A Spotlight on Under-the-Radar Financials, Part 2

A question we’re often asked is how, given our consistent focus on the financial sector, we've historically been able to achieve differentiated returns during periods of acute stress in the banking system. There are several factors behind our track record, all of which are a product of our conservative and value-driven approach to investing. As we discussed in A Spotlight on Under-the-Radar Financials, Part 1, there is significant heterogeneity in the financial sector with respect to leverage, responses to changes in interest rates, and sensitivities to broad-based economic cycles. Our strategy is not driven by sector benchmarks, which can be disproportionately weighted to highly cyclical, large-cap money centers, and instead emphasizes companies with differentiated business models and more idiosyncratic risk profiles.

In this blog we’ll take a look at the insurance industry, another unglamorous component of the financial sector that fails to get as much attention from Wall Street as one would expect from an industry that collects roughly $7 trillion in premiums annually.

While everyone uses insurance, relatively few realize how attractive insurance companies can be from an investment standpoint.

As is the case with regional banks, this oversight presents us with a greater number of alpha-generating opportunities compared to the more crowded and fashionable areas of the equity market.

Within the insurance sector, we continue to devote resources to both life insurance and property & casualty, the two broad segments of the industry which happen to have very different economics. Life insurance companies, on the one hand, sell a wide range of products, from the relatively simple (e.g., term life policies) to the relatively complicated (e.g. annuities, and other products combining death benefits, investment returns, and a variety of bells and whistles to meet individual financial and estate planning needs). Life insurance products are fairly commoditized, and differentiation comes from distribution, cost advantages, brand, and various other attributes. In general, life insurers focused on simpler products tend to have the qualities we look for: captive distribution, cost advantages, and lower capital requirements. In addition, the less complicated companies typically don’t have to stretch for yield, and they produce less reserve and accounting variability. While life insurance companies and banks are often the most highly leveraged names in the financial sector, we have a strong bias towards owning the least levered members of the group. 

Property & casualty insurance, on the other hand, tends to be the least economically sensitive financial sector. That said, P&C is cyclical and diverse, and there are significant differences, for example, between insurance for cars and homes as opposed to businesses and employees. The range of profiles stems from the predictability and variability of losses, the duration of claims payments, and how much leverage regulators allow. Looking at P&C as a whole, we often describe the group's accounting as a self-graded exam: companies take in premiums well before their cost of goods sold is known, and at the same time set up reserves for future losses when they take in the premiums. This often creates situations where two companies may appear the same based on valuation, but by looking more closely we can determine that one has been more aggressive on establishing the liabilities for future losses (i.e., setting aside too little for reserve) and is therefore over-stating earnings and shareholders’ equity.

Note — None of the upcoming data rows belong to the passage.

//! Execution context for page-data functions.
//!
//! A page-data function runs during server rendering, where ambient
//! network access is not assumed: the context carries the fetch capability
//! explicitly, alongside type-keyed request-scoped data.

use std::any::{Any, TypeId};
use std::fmt;
use std::sync::Arc;

use rustc_hash::FxHashMap;

use crate::client::execute_operation;
use crate::error::SdkResult;
use crate::fetch::{AmbientFetch, Fetch};
use crate::typed::TypedOperation;

/// The execution context handed to page-data functions.
///
/// # Example
///
/// ```ignore
/// async fn home_page_data(ctx: &PageContext) -> SdkResult<HomePage> {
///     let data = ctx.execute::<HomePosts>(variables).await?;
///     Ok(HomePage { posts: data.posts })
/// }
/// ```
pub struct PageContext {
    endpoint: String,
    fetch: Arc<dyn Fetch>,
    data: FxHashMap<TypeId, Box<dyn Any + Send + Sync>>,
}

impl PageContext {
    /// Creates a context with an explicitly injected fetch capability.
    pub fn new(endpoint: impl Into<String>, fetch: Arc<dyn Fetch>) -> Self {
        Self {
            endpoint: endpoint.into(),
            fetch,
            data: FxHashMap::default(),
        }
    }

    /// Creates a context bound to the ambient fetch. Only appropriate at
    /// the outermost call site of client-only contexts.
    pub fn ambient(endpoint: impl Into<String>) -> Self {
        Self::new(endpoint, Arc::new(AmbientFetch::new()))
    }

    /// The endpoint typed requests are sent to.
    pub fn endpoint(&self) -> &str {
        &self.endpoint
    }

    /// The network capability carried by this context.
    pub fn fetch(&self) -> &dyn Fetch {
        self.fetch.as_ref()
    }

    /// Executes a typed operation through this context's capability and
    /// unwraps the data.
    pub async fn execute<Op: TypedOperation>(
        &self,
        variables: Op::Variables,
    ) -> SdkResult<Op::Response> {
        execute_operation::<Op>(self.fetch.as_ref(), &self.endpoint, variables)
            .await?
            .into_result()
    }

    /// Inserts a request-scoped value, replacing any existing value of the
    /// same type.
    pub fn insert<T: Send + Sync + 'static>(&mut self, value: T) {
        self.data.insert(TypeId::of::<T>(), Box::new(value));
    }

    /// Gets a request-scoped value by type.
    pub fn get<T: 'static>(&self) -> Option<&T> {
        self.data
            .get(&TypeId::of::<T>())
            .and_then(|boxed| boxed.downcast_ref())
    }
}

impl fmt::Debug for PageContext {
    fn fmt(&self, f: &mut fmt::Formatter<'_>) -> fmt::Result {
        f.debug_struct("PageContext")
            .field("endpoint", &self.endpoint)
            .field("data_count", &self.data.len())
            .finish()
    }
}

#[cfg(test)]
mod tests {
    use super::*;

    #[derive(Clone, PartialEq, Debug)]
    struct RequestId(String);

    #[test]
    fn typed_data_is_keyed_by_type() {
        let mut ctx = PageContext::ambient("http://localhost:4000/graphql");
        ctx.insert(RequestId("r-1".to_string()));

        assert_eq!(ctx.get::<RequestId>(), Some(&RequestId("r-1".to_string())));
        assert_eq!(ctx.get::<u32>(), None);
    }

    #[test]
    fn context_reports_its_endpoint() {
        let ctx = PageContext::ambient("http://localhost:4000/graphql");
        assert_eq!(ctx.endpoint(), "http://localhost:4000/graphql");
    }
}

At some point, the chickens come home to roost, and the under-reserved companies will have to take a hit to reserves as the paid claims start coming in much higher than their initial estimates.

The insurance industry also holds a special place in our hearts as one of our original investors, Jack Byrne, was a magnate in the industry, made famous for his turnaround of GEICO and partnership with Berkshire Hathaway. Jack was also a mentor to our founding partner, John Gillespie. In fact, when Prospector was founded, Jack’s core insurance business principles turned into Prospector’s core investment tenets:  

  1. “Underwriting comes first” became “Bottom-up company analysis comes first.” 
  2. “Maintain a disciplined balance sheet” became “Maintain a disciplined, low leverage portfolio construction.” 
  3. “Invest for total return” became “Invest for total return after tax.” 
  4. “Think like an owner” became “Eat our own cooking and invest side by side with our clients.” 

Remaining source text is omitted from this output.